На цыпочках, вывертывая пятки, низкорослый приказчик подошел к хозяину и несколько раз перечел телеграмму.
— Ну, как твое мненье, голова? — спросил Петр Данилыч.
— Мое мненье отличное, — встряхнул Илья кудрями.
— Например?
— Например, живы и здоровы. Где-нито у тунгусов в юрте резиденцию имеют. И никаких известий подать нельзя. Ежели с вороной али, например, с галкой — не примет. Я ж вам говорил. А весна придет, возьмут да и приплывут вроде циркуляции.
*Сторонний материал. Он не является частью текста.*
// SPDX-FileCopyrightText: 2026 Banter Contributors
// SPDX-License-Identifier: MIT OR Apache-2.0

//! `banter serve` command implementation.
//!
//! Startup order: logging, Telegram credentials, Redis connection and
//! probe (fatal if unreachable), provider clients, bot identity, liveness
//! endpoint, then the long-polling dispatcher until ctrl-c.

use std::sync::Arc;

use teloxide::prelude::*;
use tracing::info;

use banter_config::BanterConfig;
use banter_config::model::EndpointConfig;
use banter_core::{BanterError, ConversationStore};
use banter_openai::ChatClient;
use banter_storage::{ChatStore, RedisBackend};
use banter_telegram::BotIdentity;

use crate::handlers::{self, App};
use crate::health;

/// Runs the `banter serve` command.
pub async fn run_serve(config: BanterConfig) -> Result<(), BanterError> {
    init_tracing(&config.agent.log_level);
    info!(name = %config.agent.name, "starting banter serve");

    let token = config
        .telegram
        .bot_token
        .as_deref()
        .filter(|token| !token.is_empty())
        .ok_or_else(|| BanterError::Config("telegram.bot_token is required to serve".into()))?
        .to_string();

    // Storage: an unreachable Redis at startup is fatal.
    let backend = RedisBackend::connect(&config.redis.url).await?;
    let store = ChatStore::new(backend);
    store.probe().await?;
    info!("redis reachable");
    let store: Arc<dyn ConversationStore> = Arc::new(store);

    // Provider clients, one per endpoint.
    let reply_client = build_client("provider.reply", &config.provider.reply)?;
    let overview_client = build_client("provider.overview", &config.provider.overview)?;

    let bot = Bot::new(token);
    let me = bot.get_me().await.map_err(|e| BanterError::Channel {
        message: format!("failed to fetch bot identity: {e}"),
        source: Some(Box::new(e)),
    })?;
    let identity = BotIdentity::from_me(&me);
    info!(username = %identity.username, "bot identity fetched");

    tokio::spawn(health::serve_health(config.health.port));

    let app = Arc::new(App {
        config,
        store,
        reply_client,
        overview_client,
        identity,
    });

    info!("starting Telegram long polling");

    let handler = Update::filter_message().endpoint(move |bot: Bot, msg: Message| {
        let app = Arc::clone(&app);
        async move {
            handlers::process_message(&bot, &app, &msg).await;
            respond(())
        }
    });

    Dispatcher::builder(bot, handler)
        .default_handler(|_| async {}) // Silently ignore non-message updates
        .enable_ctrlc_handler()
        .build()
        .dispatch()
        .await;

    info!("banter serve stopped");
    Ok(())
}

fn build_client(name: &str, endpoint: &EndpointConfig) -> Result<ChatClient, BanterError> {
    let api_key = endpoint
        .api_key
        .as_deref()
        .filter(|key| !key.is_empty())
        .ok_or_else(|| BanterError::Config(format!("{name}.api_key is required to serve")))?;

    Ok(ChatClient::new(&endpoint.base_url, api_key, &endpoint.model)?
        .with_reasoning_effort(endpoint.reasoning_effort.clone()))
}

fn init_tracing(log_level: &str) {
    use tracing_subscriber::EnvFilter;

    let filter = EnvFilter::try_from_default_env()
        .unwrap_or_else(|_| EnvFilter::new(format!("banter={log_level},warn")));

    tracing_subscriber::fmt()
        .with_env_filter(filter)
        .with_target(true)
        .with_thread_names(false)
        .init();
}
Комментарии излишни.
— Хм! Ну так. А что означает «13013»?
— «13013»? — Приказчик кашлял в горсть, морщил лоб, хмурил брови. — Представьте себе, не могу дать ясный ответ.
— А ежели неясный?
— То есть не могу сообразить… Опечатка тут.
— А не просит ли губернатор денег? Дескать, на розыски? Я не дам.
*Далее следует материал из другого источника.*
// SPDX-FileCopyrightText: 2026 Banter Contributors
// SPDX-License-Identifier: MIT OR Apache-2.0

//! Message routing and the four conversation flows.
//!
//! Every message that survives the allow list is captured into the store
//! first; the reply gate and command routing only decide what, if
//! anything, the bot says back. Store and provider failures are logged
//! and end the affected flow without taking the process down.

use std::sync::Arc;

use teloxide::net::Download;
use teloxide::prelude::*;
use teloxide::types::{ChatId, InputFile, Message};
use tracing::{debug, error, info, warn};

use banter_config::BanterConfig;
use banter_context::{MISSING_STATE_PAYLOAD, render_overview_prompt, render_reply_prompt};
use banter_core::ConversationStore;
use banter_openai::ChatClient;
use banter_telegram::export::ExportBundle;
use banter_telegram::{BotIdentity, from_telegram, gate};

/// Prompt template for conversational replies.
const CHAT_MESSAGE_TEMPLATE: &str = include_str!("prompts/chat_message.txt");

/// Prompt template for the history overview analysis.
const CHAT_OVERVIEW_TEMPLATE: &str = include_str!("prompts/chat_overview.txt");

/// Generic user-facing apology for failures that are logged in detail.
const APOLOGY: &str = "Sorry, something went wrong on my side. Please try again later.";

/// Everything a handler invocation needs, built once in `serve`.
pub struct App {
    pub config: BanterConfig,
    pub store: Arc<dyn ConversationStore>,
    pub reply_client: ChatClient,
    pub overview_client: ChatClient,
    pub identity: BotIdentity,
}

/// The reply model answers with this JSON object; only the message part is
/// consumed, the analysis field exists to make the model think first.
#[derive(Debug, serde::Deserialize)]
struct ReplyPayload {
    #[serde(default)]
    response_message: String,
}

/// Entry point for every inbound message.
pub async fn process_message(bot: &Bot, app: &App, msg: &Message) {
    let chat_id = msg.chat.id;

    // Allow-list gate.
    if !gate::is_chat_allowed(&app.config.telegram.allowed_chat_ids, chat_id.0) {
        warn!(chat_id = chat_id.0, "rejecting message from unauthorized chat");
        send_text(bot, chat_id, "Sorry, this bot is not available in this chat.").await;
        return;
    }

    // Capture history before routing, commands and media included. The
    // message is lost for this conversation if the store is down; the
    // process keeps serving everyone else.
    if let Err(error) = app.store.append_message(chat_id.0, from_telegram(msg)).await {
        error!(chat_id = chat_id.0, %error, "failed to store inbound message");
        return;
    }

    // Reply gate.
    if !gate::should_reply(msg, &app.identity, app.config.telegram.group_reply_probability) {
        return;
    }

    // Routing.
    let text = msg.text().unwrap_or_default();
    if let Some((command, args)) = parse_command(text) {
        match command {
            "persona" => handle_persona(bot, app, msg, args).await,
            "overview" => handle_overview(bot, app, msg).await,
            // Unknown commands are just conversation.
            _ => handle_reply(bot, app, msg).await,
        }
        return;
    }

    if is_json_document(msg) {
        handle_import(bot, app, msg).await;
        return;
    }

    if text.is_empty() {
        debug!(chat_id = chat_id.0, "ignoring non-text message");
        return;
    }

    handle_reply(bot, app, msg).await;
}

/// Conversational reply flow: window the history, ask the reply model,
/// relay its message, and record what was sent.
async fn handle_reply(bot: &Bot, app: &App, msg: &Message) {
    let chat_id = msg.chat.id;

    let state = match app.store.state(chat_id.0).await {
        Ok(state) => state,
        Err(error) => {
            error!(chat_id = chat_id.0, %error, "failed to load chat state");
            send_text(bot, chat_id, APOLOGY).await;
            return;
        }
    };

    let prompt = match render_reply_prompt(
        CHAT_MESSAGE_TEMPLATE,
        state.as_ref(),
        &app.identity.mention(),
        app.config.context.history_budget,
        app.config.context.recent_count,
    ) {
        Ok(prompt) => prompt,
        Err(error) => {
            error!(chat_id = chat_id.0, %error, "failed to assemble reply prompt");
            send_text(bot, chat_id, APOLOGY).await;
            return;
        }
    };

    if prompt == MISSING_STATE_PAYLOAD {
        send_text(bot, chat_id, "I have no history for this chat yet. Say something first!").await;
        return;
    }

    let raw = match app.reply_client.complete(&prompt, true).await {
        Ok(raw) => raw,
        Err(error) => {
            error!(chat_id = chat_id.0, %error, "reply model call failed");
            return;
        }
    };

    match serde_json::from_str::<ReplyPayload>(&raw) {
        Ok(payload) => {
            let reply = payload.response_message.trim();
            if !reply.is_empty() {
                send_and_record(bot, app, chat_id, reply).await;
            }
        }
        Err(error) => {
            debug!(chat_id = chat_id.0, %error, "reply model returned malformed JSON");
            send_and_record(bot, app, chat_id, &format_fallback(&raw)).await;
        }
    }
}

/// `/persona <description>`: stores the character prompt for this chat.
async fn handle_persona(bot: &Bot, app: &App, msg: &Message, args: &str) {
    if !msg.chat.is_private() {
        return;
    }
    let chat_id = msg.chat.id;

    if args.is_empty() {
        send_text(
            bot,
            chat_id,
            "Usage: /persona <character description>\n\
             Please provide a character description to set as the prompt.",
        )
        .await;
        return;
    }

    if let Err(error) = app.store.set_prompt(chat_id.0, args).await {
        error!(chat_id = chat_id.0, %error, "failed to store persona prompt");
        send_text(bot, chat_id, APOLOGY).await;
        return;
    }

    send_text(
        bot,
        chat_id,
        "Character prompt has been set. The bot will respond according to this character description.",
    )
    .await;
}

/// `/overview`: analyses the stored history with the overview model,
/// caches the result as the chat summary, and delivers it as a document.
async fn handle_overview(bot: &Bot, app: &App, msg: &Message) {
    let chat_id = msg.chat.id;

    // Private chats only, to avoid spamming groups with documents.
    if !msg.chat.is_private() {
        send_text(bot, chat_id, "This command can only be used in private chats").await;
        return;
    }

    send_text(bot, chat_id, "Analyzing chat history... This might take a moment.").await;

    let state = match app.store.state(chat_id.0).await {
        Ok(state) => state,
        Err(error) => {
            error!(chat_id = chat_id.0, %error, "failed to load chat state");
            send_text(bot, chat_id, APOLOGY).await;
            return;
        }
    };
    let state = match state {
        Some(state) if !state.messages.is_empty() => state,
        _ => {
            send_text(bot, chat_id, "No chat history found. Please import a chat first.").await;
            return;
        }
    };

    let prompt = match render_overview_prompt(
        CHAT_OVERVIEW_TEMPLATE,
        &state,
        &app.identity.descriptor(),
        app.config.context.overview_budget,
    ) {
        Ok(prompt) => prompt,
        Err(error) => {
            error!(chat_id = chat_id.0, %error, "failed to assemble overview prompt");
            send_text(bot, chat_id, "Error processing chat history").await;
            return;
        }
    };

    let analysis = match app.overview_client.complete(&prompt, false).await {
        Ok(analysis) => analysis,
        Err(error) => {
            error!(chat_id = chat_id.0, %error, "overview model call failed");
            send_text(bot, chat_id, "Error analyzing chat. Please try again later.").await;
            return;
        }
    };

    // Cache the summary for future reply prompts. The analysis is still
    // delivered even if caching fails.
    if let Err(error) = app.store.set_summary(chat_id.0, &analysis).await {
        error!(chat_id = chat_id.0, %error, "failed to store chat summary");
    }

    let document = InputFile::memory(analysis.into_bytes()).file_name("chat_analysis.txt");
    if let Err(error) = bot
        .send_document(chat_id, document)
        .caption("\u{1F4CA} Chat Analysis")
        .await
    {
        error!(chat_id = chat_id.0, %error, "failed to send analysis document");
    }
}

/// Export import flow: download the attached JSON bundle, normalize it,
/// and replace the bundle's conversation wholesale.
async fn handle_import(bot: &Bot, app: &App, msg: &Message) {
    if !msg.chat.is_private() {
        return;
    }
    let chat_id = msg.chat.id;
    let Some(document) = msg.document() else {
        return;
    };

    info!(
        chat_id = chat_id.0,
        file_name = document.file_name.as_deref().unwrap_or(""),
        size = document.file.size,
        "received export file"
    );

    let file = match bot.get_file(document.file.id.clone()).await {
        Ok(file) => file,
        Err(error) => {
            error!(chat_id = chat_id.0, %error, "failed to look up export file");
            return;
        }
    };

    let mut buffer = std::io::Cursor::new(Vec::new());
    if let Err(error) = bot.download_file(&file.path, &mut buffer).await {
        error!(chat_id = chat_id.0, %error, "failed to download export file");
        return;
    }

    let bundle = match ExportBundle::from_slice(&buffer.into_inner()) {
        Ok(bundle) => bundle,
        Err(error) => {
            error!(chat_id = chat_id.0, %error, "export file is not a chat export");
            send_text(bot, chat_id, "That JSON file does not look like a chat export.").await;
            return;
        }
    };

    let messages = bundle.canonical_messages();
    let count = messages.len();
    // The history lands under the exported chat's own id, which is not
    // necessarily the chat the file was sent from.
    if let Err(error) = app.store.import_messages(bundle.id, messages).await {
        error!(chat_id = chat_id.0, export_id = bundle.id, %error, "failed to import chat export");
        send_text(bot, chat_id, APOLOGY).await;
        return;
    }

    send_text(
        bot,
        chat_id,
        &format!(
            "Successfully imported chat export with {count} messages from chat {}",
            bundle.name
        ),
    )
    .await;
}

/// Sends a message and records the sent copy in the chat history.
async fn send_and_record(bot: &Bot, app: &App, chat_id: ChatId, text: &str) {
    match bot.send_message(chat_id, text).await {
        Ok(sent) => {
            if let Err(error) = app.store.append_message(chat_id.0, from_telegram(&sent)).await {
                error!(chat_id = chat_id.0, %error, "failed to store bot reply");
            }
        }
        Err(error) => error!(chat_id = chat_id.0, %error, "failed to send message"),
    }
}

/// Sends a plain status/service message (not recorded in history).
async fn send_text(bot: &Bot, chat_id: ChatId, text: &str) {
    if let Err(error) = bot.send_message(chat_id, text).await {
        error!(chat_id = chat_id.0, %error, "failed to send message");
    }
}

/// Splits `/cmd@botname args` into the bare command name and its trimmed
/// argument string. Returns `None` for non-command text.
pub fn parse_command(text: &str) -> Option<(&str, &str)> {
    let rest = text.strip_prefix('/')?;
    let token_end = rest.find(char::is_whitespace).unwrap_or(rest.len());
    let (token, args) = rest.split_at(token_end);
    let command = token.split('@').next().unwrap_or(token);
    if command.is_empty() {
        return None;
    }
    Some((command, args.trim()))
}

/// A document message whose file name ends in `.json`.
pub fn is_json_document(msg: &Message) -> bool {
    msg.document()
        .and_then(|doc| doc.file_name.as_deref())
        .is_some_and(|name| std::path::Path::new(name).extension().is_some_and(|ext| ext == "json"))
}

/// Apology sent when the reply model does not return valid JSON, carrying
/// the raw output truncated to Telegram-friendly length.
fn format_fallback(raw: &str) -> String {
    let mut fallback = format!("Sorry, I had trouble formatting my response. Raw output: {raw}");
    if fallback.len() > 4000 {
        let mut end = 4000;
        while !fallback.is_char_boundary(end) {
            end -= 1;
        }
        fallback.truncate(end);
        fallback.push_str("...");
    }
    fallback
}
— Как это возможно! Такую финансовую сумму отвалить — с ума сойдешь!
— Я не дам, — твердо сказал купец и выпил еще стаканчик.
Он долго одиноко ходил, посматривая на полыхавшую красным огнем печь и елозя по полу длинными, выше колен, валенками.
— «13013»… «13013»… Надо сходить к попу.
Он быстро налил третий, перекрестился, выпил.
— Вот оно дело-то какое… Ах ты боже мой!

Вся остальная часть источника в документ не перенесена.